Just who is to do the tackling? And how can an algorithm of that kind be created? Joshua Greene has a decisive answer to those questions: “moral philosophers.” Speaking as a member of that tribe, I feel flattered. He does, however, get off on the wrong diplomatic foot by saying that “software engineers–unlike politicians, philosophers, and opinionated uncles—don’t have the luxury of vague abstractions.” He goes on to set a high bar to jump. The need is for “moral theories or training criteria sufficiently precise to determine exactly which rights people have, what virtue requires, and what tradeoffs are just.” Exactly!
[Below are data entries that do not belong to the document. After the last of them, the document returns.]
//! Charm-style CLI prompts using cliclack

use crate::answers::AnswerSet;
use crate::clone::{self, CloneOptions, GitCloner};
use crate::config::{Question, QuestionKind};
use crate::error::ScaffoldError;
use crate::product::ProductConfig;
use crate::prompt::{default_answer, DefaultsPrompter, Prompter};
use crate::scaffold::Scaffolder;
use crate::settings::Settings;
use anyhow::{Context, Result};
use colored::Colorize;
use serde_json::Value;
use std::path::{Path, PathBuf};

/// CLI arguments for the create command
#[derive(Debug, Clone, Default)]
pub struct CreateArgs {
    /// Template repository (URL or local path)
    pub source: Option<String>,

    /// Project directory to create
    pub directory: Option<PathBuf>,

    /// Answers supplied up front; they beat saved presets
    pub data: AnswerSet,

    /// Preset directory override
    pub preset_dir: Option<PathBuf>,

    /// Clone options passed to git
    pub clone: CloneOptions,

    /// Accept every default (non-interactive mode)
    pub yes: bool,
}

/// CLI arguments for rendering an existing directory
#[derive(Debug, Clone, Default)]
pub struct RenderArgs {
    pub directory: PathBuf,
    pub data: AnswerSet,
    pub yes: bool,
}

/// Asks descriptor questions with cliclack
#[derive(Debug, Default)]
pub struct CliclackPrompter;

impl Prompter for CliclackPrompter {
    fn ask(&mut self, questions: &[Question]) -> crate::Result<AnswerSet> {
        let mut answers = AnswerSet::new();
        for question in questions {
            let value = ask_one(question).map_err(|e| ScaffoldError::prompt(e.to_string()))?;
            answers.insert(question.name.clone(), value);
        }
        Ok(answers)
    }
}

fn ask_one(q: &Question) -> std::io::Result<Value> {
    let default = default_answer(q);
    match q.kind {
        QuestionKind::Input => {
            let mut input = cliclack::input(q.message_text()).required(false);
            if let Some(placeholder) = &q.placeholder {
                input = input.placeholder(placeholder);
            }
            let default_text = match &default {
                Value::String(s) => s.clone(),
                other => other.to_string(),
            };
            if !default_text.is_empty() {
                input = input.default_input(&default_text);
            }
            let text: String = input.interact()?;
            Ok(typed_like(&text, &default))
        }
        QuestionKind::Confirm => {
            let initial = default.as_bool().unwrap_or(false);
            Ok(Value::Bool(
                cliclack::confirm(q.message_text())
                    .initial_value(initial)
                    .interact()?,
            ))
        }
        QuestionKind::Select => {
            let mut select = cliclack::select(q.message_text());
            for choice in &q.choices {
                select = select.item(choice.value().to_string(), choice.label(), choice.hint());
            }
            if let Some(initial) = default.as_str() {
                if q.choices.iter().any(|c| c.value() == initial) {
                    select = select.initial_value(initial.to_string());
                }
            }
            Ok(Value::String(select.interact()?))
        }
        QuestionKind::Multiselect => {
            let mut multi = cliclack::multiselect(q.message_text()).required(false);
            for choice in &q.choices {
                multi = multi.item(choice.value().to_string(), choice.label(), choice.hint());
            }
            let initial: Vec<String> = default
                .as_array()
                .map(|a| a.iter().filter_map(|v| v.as_str().map(String::from)).collect())
                .unwrap_or_default();
            if !initial.is_empty() {
                multi = multi.initial_values(initial);
            }
            let selected: Vec<String> = multi.interact()?;
            Ok(Value::Array(selected.into_iter().map(Value::String).collect()))
        }
    }
}

/// Keep numbers and booleans typed when the default was
fn typed_like(text: &str, default: &Value) -> Value {
    match default {
        Value::Number(_) | Value::Bool(_) => {
            serde_json::from_str(text).unwrap_or_else(|_| Value::String(text.to_string()))
        }
        _ => Value::String(text.to_string()),
    }
}

/// Run the create flow with interactive prompts
pub async fn run<C: ProductConfig>(config: &C, args: CreateArgs, cli_version: &str) -> Result<()> {
    cliclack::intro(config.display_name())?;

    // Step 1: Template source
    let source = select_source(&args)?;

    // Step 2: Project directory
    let project_dir = select_directory(&args, &source)?;

    // Step 3: Settings and preset location
    let mut settings = Settings::from_config(config, cli_version);
    if let Some(dir) = &args.preset_dir {
        settings = settings.with_preset_dir(dir);
    }
    let cloner = GitCloner::new(args.clone.clone());
    let mut prompter = select_prompter(args.yes);
    let mut scaffolder = Scaffolder::new(settings, cloner, prompter.as_mut());

    let preset_path = scaffolder.store().path_for(&source);
    if preset_path.exists() {
        cliclack::log::info(format!("Using saved answers from {}", preset_path.display()))?;
    }

    // Step 4: Clone, prompt, render, save preset
    cliclack::log::step(format!("Cloning {}", source))?;

    let answers = scaffolder
        .run(&source, &project_dir, &args.data)
        .await
        .with_context(|| format!("Failed to scaffold {}", source))?;

    cliclack::log::success(format!(
        "Created project in {} ({} answers)",
        project_dir.display(),
        answers.len()
    ))?;
    if preset_path.exists() {
        cliclack::log::info(format!("Answers saved to {}", preset_path.display()))?;
    }

    // Step 5: Show next steps
    print_next_steps(config, &project_dir)?;

    Ok(())
}

/// Render an existing directory in place (no clone, no presets)
pub fn run_render<C: ProductConfig>(config: &C, args: RenderArgs, cli_version: &str) -> Result<()> {
    cliclack::intro(config.display_name())?;

    if !args.directory.is_dir() {
        anyhow::bail!("Directory does not exist: {}", args.directory.display());
    }

    let settings = Settings::from_config(config, cli_version);
    let mut prompter = select_prompter(args.yes);
    let mut scaffolder = Scaffolder::new(settings, GitCloner::default(), prompter.as_mut());

    let answers = scaffolder
        .render_in_place(&args.directory, &args.data)
        .with_context(|| format!("Failed to render {}", args.directory.display()))?;

    cliclack::outro(format!(
        "Rendered {} with {} answers",
        args.directory.display(),
        answers.len()
    ))?;
    Ok(())
}

fn select_prompter(yes: bool) -> Box<dyn Prompter> {
    if yes {
        Box::new(DefaultsPrompter)
    } else {
        Box::new(CliclackPrompter)
    }
}

fn select_source(args: &CreateArgs) -> Result<String> {
    if let Some(source) = &args.source {
        cliclack::log::info(format!("Template: {}", source))?;
        return Ok(source.clone());
    }
    if args.yes {
        anyhow::bail!("A template repository is required in non-interactive mode.");
    }

    let source: String = cliclack::input("Template repository")
        .placeholder("https://github.com/user/template.git")
        .validate(|input: &String| {
            if clone::is_valid_repo_address(input) {
                Ok(())
            } else {
                Err("Enter a git URL or an existing local path")
            }
        })
        .interact()?;
    Ok(source)
}

fn select_directory(args: &CreateArgs, source: &str) -> Result<PathBuf> {
    let current_dir = std::env::current_dir().unwrap_or_else(|_| PathBuf::from("."));
    let suggested = clone::repo_name(source).unwrap_or_else(|| "my-project".to_string());

    // Use --directory flag if provided
    let path = if let Some(dir) = &args.directory {
        let p = if dir.is_absolute() {
            dir.clone()
        } else {
            current_dir.join(dir)
        };
        cliclack::log::info(format!("Using directory: {}", p.display()))?;
        p
    } else if args.yes {
        current_dir.join(&suggested)
    } else {
        let input: String = cliclack::input("Project directory")
            .placeholder(&suggested)
            .default_input(&suggested)
            .interact()?;
        let p = PathBuf::from(&input);
        if p.is_absolute() {
            p
        } else {
            current_dir.join(p)
        }
    };

    // Validate parent directory exists
    if let Some(parent) = path.parent() {
        if !parent.exists() && parent != Path::new("") {
            anyhow::bail!("Parent directory does not exist: {}", parent.display());
        }
    }

    // git refuses to clone into a non-empty directory
    if path.is_dir() {
        let count = std::fs::read_dir(&path)
            .with_context(|| format!("Failed to read {}", path.display()))?
            .count();
        if count > 0 {
            anyhow::bail!(
                "Directory {} already has {} items; choose an empty or new directory",
                path.display(),
                count
            );
        }
    }

    Ok(path)
}

fn print_next_steps<C: ProductConfig>(config: &C, project_dir: &Path) -> Result<()> {
    let steps = config.next_steps(project_dir);

    println!();
    println!("  {}", "Next steps".bold());
    println!();

    for (i, step) in steps.iter().enumerate() {
        println!("  {}.  {}", i + 1, step.cyan());
    }

    cliclack::outro("Happy coding!")?;

    Ok(())
}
I confess up front that I don’t think we can do it. Maybe people in Greene’s professional tribe turn out exact algorithms with every dilemma they encounter. If so, we envy them for having all the traits of software engineers. No such luck for us. We will muddle through on these issues as we have always done—muddle through because exactness is rare (and its claimants suspect), because the variables will all change over time, and because there is varied a set of actors (drivers, manufacturers, purchasers, and insurers) each with different interests and values.
The article is here.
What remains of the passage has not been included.